The U.S. Environmental Protection Agency is now seeking public comment on the “Approach for Estimating Exposures and Incremental Health Effects from Lead Due to Renovation Repair and Painting Activities in Public and Commercial Buildings.

The 162-page technical document details the modeling methodology that can be used to estimate the amount of lead in the environment and in people’s bodies, and health effects related to exposure to lead-based paint as a result of renovation, repair and painting activities in public and commercial buildings.

Wikimedia Commons

Lead-safe rules are now in place for residential and child-occupied settings.
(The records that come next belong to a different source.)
#[derive(Debug, Clone)]
pub struct Config {
    pub port: u16,
    pub database_url: String,
    /// Total budget for one outbound request, redirects included.
    /// Set via INDIETOKEN_HTTP_TIMEOUT_MS. Default: 4000.
    pub http_timeout_ms: u64,
    /// Set via INDIETOKEN_CONNECT_TIMEOUT_MS. Default: 2000.
    pub connect_timeout_ms: u64,
    /// Redirect hops followed for discovery and code exchange.
    pub max_redirects: usize,
    /// Inbound form body limit in bytes.
    pub max_body_bytes: usize,
}

impl Default for Config {
    fn default() -> Self {
        Self {
            port: 8443,
            database_url: "postgres://localhost/indietoken".into(),
            http_timeout_ms: 4000,
            connect_timeout_ms: 2000,
            max_redirects: 8,
            max_body_bytes: 1024 * 1024,
        }
    }
}

fn env_or<T: std::str::FromStr>(key: &str, default: T) -> T {
    std::env::var(key)
        .ok()
        .and_then(|v| v.parse().ok())
        .unwrap_or(default)
}

pub fn load() -> anyhow::Result<Config> {
    dotenvy::dotenv().ok();

    let defaults = Config::default();
    let config = Config {
        port: env_or("INDIETOKEN_PORT", defaults.port),
        database_url: std::env::var("DATABASE_URL").unwrap_or(defaults.database_url),
        http_timeout_ms: env_or("INDIETOKEN_HTTP_TIMEOUT_MS", defaults.http_timeout_ms),
        connect_timeout_ms: env_or("INDIETOKEN_CONNECT_TIMEOUT_MS", defaults.connect_timeout_ms),
        max_redirects: env_or("INDIETOKEN_MAX_REDIRECTS", defaults.max_redirects),
        max_body_bytes: env_or("INDIETOKEN_MAX_BODY_BYTES", defaults.max_body_bytes),
    };

    if config.http_timeout_ms == 0 || config.connect_timeout_ms == 0 {
        anyhow::bail!("INDIETOKEN_HTTP_TIMEOUT_MS and INDIETOKEN_CONNECT_TIMEOUT_MS must be non-zero");
    }

    Ok(config)
}

#[cfg(test)]
mod tests {
    use super::*;

    #[test]
    fn test_defaults() {
        let cfg = Config::default();
        assert_eq!(cfg.port, 8443);
        assert_eq!(cfg.http_timeout_ms, 4000);
        assert_eq!(cfg.connect_timeout_ms, 2000);
        assert_eq!(cfg.max_redirects, 8);
        assert_eq!(cfg.max_body_bytes, 1_048_576);
    }

    #[test]
    fn test_env_or_falls_back_on_garbage() {
        std::env::set_var("INDIETOKEN_TEST_GARBAGE", "not-a-number");
        assert_eq!(env_or("INDIETOKEN_TEST_GARBAGE", 42u64), 42);
        std::env::set_var("INDIETOKEN_TEST_GARBAGE", "7");
        assert_eq!(env_or("INDIETOKEN_TEST_GARBAGE", 42u64), 7);
        std::env::remove_var("INDIETOKEN_TEST_GARBAGE");
    }
}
The EPA is considering expanding those to commercial and government buildings.

The document was published Wednesday (Aug. 6) in the Federal Register, triggering a 45-day public comment period. A two-page Q&A summarizes the document.

Sizing Up the Problem

EPA is trying to develop an approach to identify incremental changes in blood lead levels and associated adverse health effects from a wide variety of renovation scenarios.

The document includes about 1.2 billion total interior modeling iterations, "which are believed to adequately describe the range and variability of scenarios considered in this analysis," the EPA says.

In measuring lead concentrations, the approach includes models for both blood and bone lead.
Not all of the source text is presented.